No, there is no trust required in parties who generate proofs. A proof is needed in order to spend a Zcash note, and anyone who holds currency can do so, anonymously.
The security issue you may have heard about is the generation of initial parameters. zkSNARK systems require a single set of public parameters called the proving and verifying keys. The proving key is needed in order to generate a proof, and the verifying key to verify one. For systems that are currently practical at the size of circuit needed by Zcash, the parameter generation unfortunately requires intermediate secrets which must be securely deleted. If the parameters were generated by a single party who retained the secrets, they would be able to create false proofs that would pass verification, and thereby forge currency (but not compromise privacy of transactions, except to the extent that they can do so indirectly as a consequence of forging currency).

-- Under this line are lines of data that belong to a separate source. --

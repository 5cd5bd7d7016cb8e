//! Authentication domain services.
//!
//! [`BearerAuthService`] backs the bearer middleware: it verifies a token and
//! keeps the caller's `users` row in step with the identity provider.
//! [`SignInService`] backs the public auth endpoints.

use std::sync::Arc;

use async_trait::async_trait;
use mockable::Clock;
use tracing::{debug, error, info, warn};

use crate::domain::ports::{
    AccountRepository, AccountRepositoryError, BearerAuthenticator, IdentityProvider,
    IdentityProviderError, ProfileQuery, ProfileRepository, SignInCommand, SignInOutcome,
};
use crate::domain::{
    Account, AuthenticatedUser, BearerToken, Error, Profile, SignInProvider, SignInUrl, UserId,
    VerifiedIdentity,
};

pub const INVALID_TOKEN_MESSAGE: &str = "Invalid token";
pub const ACCOUNT_SYNC_FAILED_MESSAGE: &str = "Failed to process user data";
pub const PROFILE_NOT_FOUND_MESSAGE: &str = "Profile not found";

async fn verify_identity<I>(identity: &I, token: &BearerToken) -> Result<VerifiedIdentity, Error>
where
    I: IdentityProvider + ?Sized,
{
    identity.verify(token).await.map_err(|err| match err {
        IdentityProviderError::InvalidToken => {
            warn!(token = %token.fingerprint(), "bearer token rejected");
            Error::unauthorized(INVALID_TOKEN_MESSAGE)
        }
        other => Error::internal(other.to_string()),
    })
}

/// Verifies bearer tokens and synchronises service accounts.
#[derive(Clone)]
pub struct BearerAuthService<I: ?Sized, A: ?Sized> {
    identity: Arc<I>,
    accounts: Arc<A>,
    clock: Arc<dyn Clock>,
}

impl<I: ?Sized, A: ?Sized> BearerAuthService<I, A> {
    pub fn new(identity: Arc<I>, accounts: Arc<A>, clock: Arc<dyn Clock>) -> Self {
        Self {
            identity,
            accounts,
            clock,
        }
    }
}

impl<I: ?Sized, A: ?Sized> BearerAuthService<I, A>
where
    A: AccountRepository,
{
    /// Create the `users` row for `email` or refresh the existing one.
    ///
    /// A missing `full_name` keeps whatever the row already holds.
    async fn sync_account(
        &self,
        email: &str,
        full_name: Option<&str>,
    ) -> Result<Account, AccountRepositoryError> {
        match self.accounts.find_by_email(email).await? {
            Some(existing) => {
                let full_name = full_name.map(str::to_owned).or(existing.full_name);
                self.accounts
                    .update(existing.id, full_name, self.clock.utc())
                    .await
            }
            None => {
                debug!("creating account for first-time caller");
                self.accounts
                    .insert(email, full_name.map(str::to_owned))
                    .await
            }
        }
    }
}

#[async_trait]
impl<I: ?Sized, A: ?Sized> BearerAuthenticator for BearerAuthService<I, A>
where
    I: IdentityProvider,
    A: AccountRepository,
{
    async fn authenticate(&self, token: &BearerToken) -> Result<AuthenticatedUser, Error> {
        let identity = verify_identity(self.identity.as_ref(), token).await?;
        let Some(email) = identity.email.clone() else {
            warn!(user_id = %identity.id, "verified identity has no email");
            return Err(Error::unauthorized(INVALID_TOKEN_MESSAGE));
        };

        let account = self
            .sync_account(&email, identity.full_name())
            .await
            .map_err(|err| {
                error!(error = %err, user_id = %identity.id, "account sync failed");
                Error::internal(ACCOUNT_SYNC_FAILED_MESSAGE).exposed()
            })?;
        debug!(account_id = %account.id, "caller authenticated");
        Ok(AuthenticatedUser::new(identity, account))
    }
}

/// Provider sign-in and profile lookups.
#[derive(Clone)]
pub struct SignInService<I: ?Sized, P: ?Sized> {
    identity: Arc<I>,
    profiles: Arc<P>,
    client_url: String,
}

impl<I: ?Sized, P: ?Sized> SignInService<I, P> {
    /// `client_url` is the browser application origin that receives the
    /// provider redirect at `/auth/callback`.
    pub fn new(identity: Arc<I>, profiles: Arc<P>, client_url: impl Into<String>) -> Self {
        Self {
            identity,
            profiles,
            client_url: client_url.into(),
        }
    }

    fn callback_url(&self) -> String {
        format!("{}/auth/callback", self.client_url.trim_end_matches('/'))
    }
}

#[async_trait]
impl<I: ?Sized, P: ?Sized> SignInCommand for SignInService<I, P>
where
    I: IdentityProvider,
    P: ProfileRepository,
{
    async fn google_sign_in_url(&self) -> Result<SignInUrl, Error> {
        self.identity
            .sign_in_url(SignInProvider::Google, &self.callback_url())
            .map_err(|err| Error::internal(err.to_string()))
    }

    async fn complete_sign_in(&self, token: &BearerToken) -> Result<SignInOutcome, Error> {
        let user = verify_identity(self.identity.as_ref(), token).await?;
        let profile = self
            .profiles
            .upsert(&Profile::from_identity(&user))
            .await
            .map_err(|err| Error::internal(err.to_string()))?;
        info!(user_id = %user.id, "sign-in completed");
        Ok(SignInOutcome { user, profile })
    }
}

#[async_trait]
impl<I: ?Sized, P: ?Sized> ProfileQuery for SignInService<I, P>
where
    I: IdentityProvider,
    P: ProfileRepository,
{
    async fn profile(&self, user_id: &UserId) -> Result<Profile, Error> {
        self.profiles
            .find_by_id(user_id)
            .await
            .map_err(|err| Error::internal(err.to_string()))?
            .ok_or_else(|| Error::not_found(PROFILE_NOT_FOUND_MESSAGE))
    }
}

Our plan is to generate the parameters using a multi-party computation in which every participant would have to collude --or have their computer compromised-- in order for the above situation to happen. Zooko’s blog post at How To Generate SNARK Parameters Securely - Electric Coin Company describes this.
Why not generate a new key pair each block and expire the public keys used in addition to the multiparty computation?
So will that multi-party computation be open to the public to participate?
I think there would be a lot more trust in it down the road if it is an open process from the start and people can for example blog about how they participated, destroyed their private key, etc.